▶ [ACTIVITY]
Copy out the entries below exactly as they stand, but only from the line containing "rtt_avg = completed.iter().sum::<f64>()" through the line containing "type BucketMap = HashMap<String, Vec<ProbeResult>>;".
===== DATA TO EXAMINE
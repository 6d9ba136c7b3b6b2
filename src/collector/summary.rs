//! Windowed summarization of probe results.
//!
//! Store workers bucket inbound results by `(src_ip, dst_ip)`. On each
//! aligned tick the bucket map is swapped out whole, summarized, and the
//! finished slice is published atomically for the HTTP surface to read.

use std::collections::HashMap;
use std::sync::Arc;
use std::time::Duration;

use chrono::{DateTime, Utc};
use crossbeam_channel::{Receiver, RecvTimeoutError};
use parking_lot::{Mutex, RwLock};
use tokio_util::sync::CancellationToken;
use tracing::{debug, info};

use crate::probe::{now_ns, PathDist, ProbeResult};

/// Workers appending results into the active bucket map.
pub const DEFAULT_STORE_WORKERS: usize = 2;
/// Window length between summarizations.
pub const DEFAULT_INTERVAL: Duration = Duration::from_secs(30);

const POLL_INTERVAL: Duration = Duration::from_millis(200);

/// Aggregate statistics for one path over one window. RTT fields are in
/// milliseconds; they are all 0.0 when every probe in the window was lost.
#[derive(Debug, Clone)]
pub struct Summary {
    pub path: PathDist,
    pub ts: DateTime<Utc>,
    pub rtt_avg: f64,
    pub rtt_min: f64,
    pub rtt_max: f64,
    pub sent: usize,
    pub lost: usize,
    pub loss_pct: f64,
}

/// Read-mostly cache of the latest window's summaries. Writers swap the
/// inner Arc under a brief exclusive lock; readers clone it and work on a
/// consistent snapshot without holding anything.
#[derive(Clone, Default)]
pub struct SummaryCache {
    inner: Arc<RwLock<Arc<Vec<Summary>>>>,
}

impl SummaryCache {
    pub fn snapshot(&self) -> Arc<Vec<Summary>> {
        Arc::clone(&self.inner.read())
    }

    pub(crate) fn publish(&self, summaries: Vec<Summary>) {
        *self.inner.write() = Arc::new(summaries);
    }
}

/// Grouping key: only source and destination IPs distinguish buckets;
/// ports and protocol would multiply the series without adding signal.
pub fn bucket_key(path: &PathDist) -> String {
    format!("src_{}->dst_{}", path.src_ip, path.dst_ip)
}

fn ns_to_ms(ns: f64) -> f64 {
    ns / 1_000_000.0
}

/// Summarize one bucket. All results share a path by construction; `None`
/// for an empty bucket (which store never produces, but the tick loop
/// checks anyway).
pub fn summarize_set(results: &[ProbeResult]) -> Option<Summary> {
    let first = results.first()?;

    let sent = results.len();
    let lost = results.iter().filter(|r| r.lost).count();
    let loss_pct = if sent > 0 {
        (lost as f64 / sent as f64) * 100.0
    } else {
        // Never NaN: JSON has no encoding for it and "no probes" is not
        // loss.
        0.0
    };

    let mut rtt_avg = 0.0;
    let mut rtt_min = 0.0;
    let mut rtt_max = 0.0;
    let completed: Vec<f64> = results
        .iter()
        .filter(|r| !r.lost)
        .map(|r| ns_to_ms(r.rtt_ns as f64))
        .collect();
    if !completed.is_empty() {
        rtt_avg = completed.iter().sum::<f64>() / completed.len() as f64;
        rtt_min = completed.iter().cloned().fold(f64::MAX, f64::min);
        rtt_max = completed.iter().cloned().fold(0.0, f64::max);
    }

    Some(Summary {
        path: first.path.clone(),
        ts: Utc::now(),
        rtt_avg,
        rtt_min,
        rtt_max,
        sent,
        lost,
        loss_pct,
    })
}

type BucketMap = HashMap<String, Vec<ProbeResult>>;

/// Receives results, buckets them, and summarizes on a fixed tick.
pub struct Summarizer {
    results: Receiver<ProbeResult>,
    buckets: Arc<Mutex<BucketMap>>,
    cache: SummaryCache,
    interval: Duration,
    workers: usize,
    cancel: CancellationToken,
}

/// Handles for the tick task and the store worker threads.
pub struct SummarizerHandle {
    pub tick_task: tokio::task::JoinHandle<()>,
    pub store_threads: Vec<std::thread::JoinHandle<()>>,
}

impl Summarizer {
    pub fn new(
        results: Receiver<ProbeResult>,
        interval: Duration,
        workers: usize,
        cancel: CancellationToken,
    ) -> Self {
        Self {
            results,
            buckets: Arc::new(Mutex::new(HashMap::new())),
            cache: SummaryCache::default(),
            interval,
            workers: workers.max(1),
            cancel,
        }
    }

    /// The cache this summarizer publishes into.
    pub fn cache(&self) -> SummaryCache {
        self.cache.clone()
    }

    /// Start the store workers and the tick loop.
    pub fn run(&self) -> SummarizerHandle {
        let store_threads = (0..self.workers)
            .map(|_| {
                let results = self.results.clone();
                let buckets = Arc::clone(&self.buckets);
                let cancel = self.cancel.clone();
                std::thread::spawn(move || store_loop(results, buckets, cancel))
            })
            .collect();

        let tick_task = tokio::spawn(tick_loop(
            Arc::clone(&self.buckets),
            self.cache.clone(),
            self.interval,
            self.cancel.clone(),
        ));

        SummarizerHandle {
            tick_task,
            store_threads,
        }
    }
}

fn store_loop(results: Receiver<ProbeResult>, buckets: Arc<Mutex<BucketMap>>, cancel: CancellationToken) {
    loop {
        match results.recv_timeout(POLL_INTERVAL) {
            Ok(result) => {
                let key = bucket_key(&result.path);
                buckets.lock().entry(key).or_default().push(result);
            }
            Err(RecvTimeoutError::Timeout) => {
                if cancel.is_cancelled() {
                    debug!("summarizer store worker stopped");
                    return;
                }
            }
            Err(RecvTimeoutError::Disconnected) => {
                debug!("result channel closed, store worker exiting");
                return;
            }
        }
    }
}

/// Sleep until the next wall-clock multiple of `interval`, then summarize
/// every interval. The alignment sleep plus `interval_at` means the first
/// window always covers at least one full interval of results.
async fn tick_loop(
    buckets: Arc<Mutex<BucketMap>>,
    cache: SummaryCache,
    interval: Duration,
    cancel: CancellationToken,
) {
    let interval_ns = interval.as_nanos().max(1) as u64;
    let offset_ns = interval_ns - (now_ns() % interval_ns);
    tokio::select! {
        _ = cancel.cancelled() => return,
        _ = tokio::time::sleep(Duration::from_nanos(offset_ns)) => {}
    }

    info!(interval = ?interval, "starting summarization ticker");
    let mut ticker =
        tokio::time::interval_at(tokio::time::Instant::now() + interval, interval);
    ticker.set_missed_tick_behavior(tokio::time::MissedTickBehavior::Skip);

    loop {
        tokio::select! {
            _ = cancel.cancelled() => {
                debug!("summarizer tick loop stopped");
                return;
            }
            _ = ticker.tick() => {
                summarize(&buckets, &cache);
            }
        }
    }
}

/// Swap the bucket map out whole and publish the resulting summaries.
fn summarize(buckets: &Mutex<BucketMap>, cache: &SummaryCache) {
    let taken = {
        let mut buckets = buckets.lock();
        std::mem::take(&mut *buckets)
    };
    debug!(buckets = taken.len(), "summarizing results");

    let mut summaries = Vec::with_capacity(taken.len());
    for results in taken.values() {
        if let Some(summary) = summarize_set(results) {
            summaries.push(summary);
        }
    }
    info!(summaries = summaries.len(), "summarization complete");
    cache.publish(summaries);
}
==========
===== DATA TO EXAMINE
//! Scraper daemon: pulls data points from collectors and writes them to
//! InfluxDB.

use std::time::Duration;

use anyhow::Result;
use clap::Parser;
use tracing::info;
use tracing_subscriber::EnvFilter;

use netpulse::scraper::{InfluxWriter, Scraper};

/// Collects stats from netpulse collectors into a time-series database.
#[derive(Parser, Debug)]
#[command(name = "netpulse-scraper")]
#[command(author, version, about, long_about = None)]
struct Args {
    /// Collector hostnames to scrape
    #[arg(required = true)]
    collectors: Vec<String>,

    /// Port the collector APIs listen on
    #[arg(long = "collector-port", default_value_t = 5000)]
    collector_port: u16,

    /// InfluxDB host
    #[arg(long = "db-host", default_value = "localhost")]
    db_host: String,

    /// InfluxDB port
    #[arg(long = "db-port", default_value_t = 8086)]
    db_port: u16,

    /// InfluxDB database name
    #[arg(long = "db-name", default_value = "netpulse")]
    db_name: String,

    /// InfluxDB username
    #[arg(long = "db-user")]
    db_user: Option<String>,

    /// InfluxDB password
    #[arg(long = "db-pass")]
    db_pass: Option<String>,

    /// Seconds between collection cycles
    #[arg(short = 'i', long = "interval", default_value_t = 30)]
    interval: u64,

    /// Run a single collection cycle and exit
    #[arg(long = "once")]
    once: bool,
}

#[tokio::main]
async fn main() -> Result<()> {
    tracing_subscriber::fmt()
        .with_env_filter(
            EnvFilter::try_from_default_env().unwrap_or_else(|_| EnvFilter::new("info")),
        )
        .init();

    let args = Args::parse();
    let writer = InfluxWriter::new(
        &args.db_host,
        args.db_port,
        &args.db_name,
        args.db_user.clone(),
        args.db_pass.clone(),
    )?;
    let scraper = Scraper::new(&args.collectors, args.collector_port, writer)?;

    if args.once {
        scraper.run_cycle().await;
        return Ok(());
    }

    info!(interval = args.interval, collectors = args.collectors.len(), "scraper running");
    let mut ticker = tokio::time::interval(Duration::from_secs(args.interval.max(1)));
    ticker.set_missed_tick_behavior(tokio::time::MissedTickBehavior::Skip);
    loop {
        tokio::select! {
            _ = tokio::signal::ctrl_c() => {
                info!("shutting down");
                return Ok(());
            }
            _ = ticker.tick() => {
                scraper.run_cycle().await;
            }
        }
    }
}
==========
===== DATA TO EXAMINE
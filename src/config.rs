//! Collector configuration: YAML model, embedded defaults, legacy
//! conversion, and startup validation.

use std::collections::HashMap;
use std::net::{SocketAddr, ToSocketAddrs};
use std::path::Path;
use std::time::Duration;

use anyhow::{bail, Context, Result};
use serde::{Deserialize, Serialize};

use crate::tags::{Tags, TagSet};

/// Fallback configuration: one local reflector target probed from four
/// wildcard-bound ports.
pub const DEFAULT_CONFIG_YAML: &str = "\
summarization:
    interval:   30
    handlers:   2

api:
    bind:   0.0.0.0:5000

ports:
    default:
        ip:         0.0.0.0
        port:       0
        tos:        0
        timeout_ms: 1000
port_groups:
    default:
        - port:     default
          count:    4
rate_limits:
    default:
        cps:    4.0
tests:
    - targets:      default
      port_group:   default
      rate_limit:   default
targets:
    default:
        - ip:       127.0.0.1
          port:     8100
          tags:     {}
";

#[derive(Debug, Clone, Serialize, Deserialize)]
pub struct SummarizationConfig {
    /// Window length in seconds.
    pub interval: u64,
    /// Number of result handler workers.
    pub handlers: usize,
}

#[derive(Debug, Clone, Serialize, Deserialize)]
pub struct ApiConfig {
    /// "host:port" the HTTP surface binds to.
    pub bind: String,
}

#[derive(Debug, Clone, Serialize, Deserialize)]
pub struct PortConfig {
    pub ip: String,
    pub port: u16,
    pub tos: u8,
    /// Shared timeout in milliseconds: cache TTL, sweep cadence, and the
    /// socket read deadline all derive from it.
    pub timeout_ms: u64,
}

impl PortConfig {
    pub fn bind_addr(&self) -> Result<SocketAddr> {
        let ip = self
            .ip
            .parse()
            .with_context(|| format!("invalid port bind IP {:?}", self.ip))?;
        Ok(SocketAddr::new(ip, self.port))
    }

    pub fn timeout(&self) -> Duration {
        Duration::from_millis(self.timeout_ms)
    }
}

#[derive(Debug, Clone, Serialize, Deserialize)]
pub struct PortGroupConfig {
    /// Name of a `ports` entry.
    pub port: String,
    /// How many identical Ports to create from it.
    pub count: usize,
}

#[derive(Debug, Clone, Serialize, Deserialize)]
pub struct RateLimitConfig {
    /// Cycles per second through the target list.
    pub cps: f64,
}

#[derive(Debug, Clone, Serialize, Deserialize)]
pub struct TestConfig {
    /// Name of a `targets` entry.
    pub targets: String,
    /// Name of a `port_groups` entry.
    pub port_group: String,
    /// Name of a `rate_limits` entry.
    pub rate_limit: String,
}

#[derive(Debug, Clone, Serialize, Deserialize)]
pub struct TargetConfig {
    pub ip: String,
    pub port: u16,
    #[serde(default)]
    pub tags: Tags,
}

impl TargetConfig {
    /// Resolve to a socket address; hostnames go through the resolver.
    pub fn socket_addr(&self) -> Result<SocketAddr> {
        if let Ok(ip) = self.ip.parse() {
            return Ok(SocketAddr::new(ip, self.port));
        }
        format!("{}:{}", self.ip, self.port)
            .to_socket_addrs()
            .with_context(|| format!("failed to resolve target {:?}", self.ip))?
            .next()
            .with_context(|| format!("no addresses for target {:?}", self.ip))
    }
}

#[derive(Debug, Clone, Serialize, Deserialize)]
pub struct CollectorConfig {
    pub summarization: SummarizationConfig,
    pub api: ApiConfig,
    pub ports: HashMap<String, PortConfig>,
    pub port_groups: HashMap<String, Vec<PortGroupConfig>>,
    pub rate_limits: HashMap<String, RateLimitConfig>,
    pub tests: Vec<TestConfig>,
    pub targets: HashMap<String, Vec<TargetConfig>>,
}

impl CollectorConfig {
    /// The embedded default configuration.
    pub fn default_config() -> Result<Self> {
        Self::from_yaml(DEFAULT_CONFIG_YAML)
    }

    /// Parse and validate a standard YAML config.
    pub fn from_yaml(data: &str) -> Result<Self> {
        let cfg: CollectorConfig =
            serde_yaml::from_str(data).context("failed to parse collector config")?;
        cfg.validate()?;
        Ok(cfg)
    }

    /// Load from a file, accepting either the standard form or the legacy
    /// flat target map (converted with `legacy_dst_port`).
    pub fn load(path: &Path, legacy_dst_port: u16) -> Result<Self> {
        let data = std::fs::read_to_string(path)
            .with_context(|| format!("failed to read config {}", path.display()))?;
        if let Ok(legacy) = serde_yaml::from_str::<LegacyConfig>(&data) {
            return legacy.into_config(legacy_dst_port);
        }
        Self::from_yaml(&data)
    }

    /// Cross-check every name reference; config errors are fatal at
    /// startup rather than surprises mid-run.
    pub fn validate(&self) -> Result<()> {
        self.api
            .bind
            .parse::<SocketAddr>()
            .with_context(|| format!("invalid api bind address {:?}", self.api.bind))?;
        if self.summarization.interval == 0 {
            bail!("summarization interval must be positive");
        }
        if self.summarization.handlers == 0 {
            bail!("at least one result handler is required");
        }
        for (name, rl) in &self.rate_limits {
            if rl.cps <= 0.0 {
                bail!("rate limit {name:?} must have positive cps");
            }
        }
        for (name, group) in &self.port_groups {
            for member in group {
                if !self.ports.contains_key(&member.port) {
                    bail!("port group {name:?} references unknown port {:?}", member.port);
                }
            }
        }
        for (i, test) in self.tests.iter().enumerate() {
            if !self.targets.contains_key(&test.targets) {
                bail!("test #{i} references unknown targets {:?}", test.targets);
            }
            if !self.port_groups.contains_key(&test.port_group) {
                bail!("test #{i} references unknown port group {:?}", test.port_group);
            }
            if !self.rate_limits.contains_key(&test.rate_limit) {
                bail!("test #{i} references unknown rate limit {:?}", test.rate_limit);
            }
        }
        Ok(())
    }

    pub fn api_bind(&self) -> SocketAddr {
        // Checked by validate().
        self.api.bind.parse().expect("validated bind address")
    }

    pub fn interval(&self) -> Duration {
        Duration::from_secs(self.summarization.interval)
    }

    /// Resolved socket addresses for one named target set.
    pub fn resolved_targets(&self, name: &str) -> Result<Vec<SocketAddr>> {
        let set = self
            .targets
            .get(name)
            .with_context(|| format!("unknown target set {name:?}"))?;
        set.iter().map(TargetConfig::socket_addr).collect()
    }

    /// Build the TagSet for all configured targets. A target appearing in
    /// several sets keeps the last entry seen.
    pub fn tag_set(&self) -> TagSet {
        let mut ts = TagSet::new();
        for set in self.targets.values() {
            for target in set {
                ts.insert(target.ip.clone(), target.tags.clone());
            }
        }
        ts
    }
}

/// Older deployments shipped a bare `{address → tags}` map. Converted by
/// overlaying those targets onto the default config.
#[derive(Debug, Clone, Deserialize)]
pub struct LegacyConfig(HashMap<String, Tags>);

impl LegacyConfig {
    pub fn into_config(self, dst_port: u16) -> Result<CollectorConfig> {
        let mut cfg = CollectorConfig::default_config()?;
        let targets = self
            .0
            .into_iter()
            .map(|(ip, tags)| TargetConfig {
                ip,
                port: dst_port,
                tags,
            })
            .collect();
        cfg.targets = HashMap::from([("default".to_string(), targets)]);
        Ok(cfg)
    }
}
==========
▶ [EXERCISE RESPONSE]
        rtt_avg = completed.iter().sum::<f64>() / completed.len() as f64;
        rtt_min = completed.iter().cloned().fold(f64::MAX, f64::min);
        rtt_max = completed.iter().cloned().fold(0.0, f64::max);
    }

    Some(Summary {
        path: first.path.clone(),
        ts: Utc::now(),
        rtt_avg,
        rtt_min,
        rtt_max,
        sent,
        lost,
        loss_pct,
    })
}

type BucketMap = HashMap<String, Vec<ProbeResult>>;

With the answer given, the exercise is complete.